* **Task item**: Where does the word "Result" appear in the data? Copy every line that holds it.

* **Excerpted records**:
--- --- ---

use std::env;

use tracing::warn;

use crate::error::ClusterError;

pub const CLUSTER_ALPHA_ENV: &str = "CLUSTER_ALPHA";
pub const CLUSTER_BETA_ENV: &str = "CLUSTER_BETA";
pub const CLUSTER_LAMBDA_ENV: &str = "CLUSTER_LAMBDA";
pub const CLUSTER_T_BASE_ENV: &str = "CLUSTER_T_BASE";
pub const CLUSTER_TOP_K_ENV: &str = "CLUSTER_TOP_K";

/// Default weight of semantic similarity in the composite score.
pub const DEFAULT_ALPHA: f64 = 0.7;
/// Default weight of the time-decay term in the composite score.
pub const DEFAULT_BETA: f64 = 0.3;
/// Default decay rate per hour; a 24-hour half-life order of magnitude.
pub const DEFAULT_LAMBDA: f64 = 1.0 / 24.0;
/// Default base merge threshold for a just-updated issue.
pub const DEFAULT_T_BASE: f64 = 0.5;
/// Default candidate shortlist size.
pub const DEFAULT_TOP_K: usize = 10;
/// Dense embedding dimensionality produced by the embedder.
pub const EMBEDDING_DIM: usize = 768;

/// Tunables for the merge-or-create decision core.
///
/// Time decay is always computed in hours; `lambda` is a per-hour rate.
#[derive(Debug, Clone)]
pub struct ClusterConfig {
    pub alpha: f64,
    pub beta: f64,
    pub lambda: f64,
    pub t_base: f64,
    pub top_k: usize,
    pub dimension: usize,
}

impl Default for ClusterConfig {
    fn default() -> Self {
        ClusterConfig {
            alpha: DEFAULT_ALPHA,
            beta: DEFAULT_BETA,
            lambda: DEFAULT_LAMBDA,
            t_base: DEFAULT_T_BASE,
            top_k: DEFAULT_TOP_K,
            dimension: EMBEDDING_DIM,
        }
    }
}

impl ClusterConfig {
    /// Build a config from the environment, falling back to defaults for
    /// anything unset or unparseable.
    pub fn from_env() -> Result<Self, ClusterError> {
        let config = ClusterConfig {
            alpha: env_f64(CLUSTER_ALPHA_ENV, DEFAULT_ALPHA),
            beta: env_f64(CLUSTER_BETA_ENV, DEFAULT_BETA),
            lambda: env_f64(CLUSTER_LAMBDA_ENV, DEFAULT_LAMBDA),
            t_base: env_f64(CLUSTER_T_BASE_ENV, DEFAULT_T_BASE),
            top_k: env_usize(CLUSTER_TOP_K_ENV, DEFAULT_TOP_K),
            dimension: EMBEDDING_DIM,
        };
        config.validate()?;
        Ok(config)
    }

    pub fn validate(&self) -> Result<(), ClusterError> {
        if self.alpha < 0.0 || self.beta < 0.0 {
            return Err(ClusterError::InvariantViolation(format!(
                "score weights must be non-negative: alpha={}, beta={}",
                self.alpha, self.beta
            )));
        }
        if self.lambda <= 0.0 || !self.lambda.is_finite() {
            return Err(ClusterError::InvariantViolation(format!(
                "lambda must be a positive decay rate, got {}",
                self.lambda
            )));
        }
        if !(self.t_base > 0.0 && self.t_base < 1.0) {
            return Err(ClusterError::InvariantViolation(format!(
                "t_base must lie in (0, 1), got {}",
                self.t_base
            )));
        }
        if self.top_k == 0 {
            return Err(ClusterError::InvariantViolation(
                "top_k must be at least 1".to_string(),
            ));
        }
        if self.dimension == 0 {
            return Err(ClusterError::InvariantViolation(
                "embedding dimension must be at least 1".to_string(),
            ));
        }
        let weight_sum = self.alpha + self.beta;
        if (weight_sum - 1.0).abs() > 1e-9 {
            warn!(
                "alpha + beta = {} (recommended 1.0); thresholds still compare against the composite score",
                weight_sum
            );
        }
        Ok(())
    }
}

fn env_f64(var: &str, default: f64) -> f64 {
    match env::var(var) {
        Ok(raw) => raw.parse().unwrap_or_else(|_| {
            warn!("Invalid {} value '{}'; defaulting to {}", var, raw, default);
            default
        }),
        Err(_) => default,
    }
}

fn env_usize(var: &str, default: usize) -> usize {
    match env::var(var) {
        Ok(raw) => raw.parse().unwrap_or_else(|_| {
            warn!("Invalid {} value '{}'; defaulting to {}", var, raw, default);
            default
        }),
        Err(_) => default,
    }
}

--- --- ---

* **Completed exercise**:
    pub fn from_env() -> Result<Self, ClusterError> {
    pub fn validate(&self) -> Result<(), ClusterError> {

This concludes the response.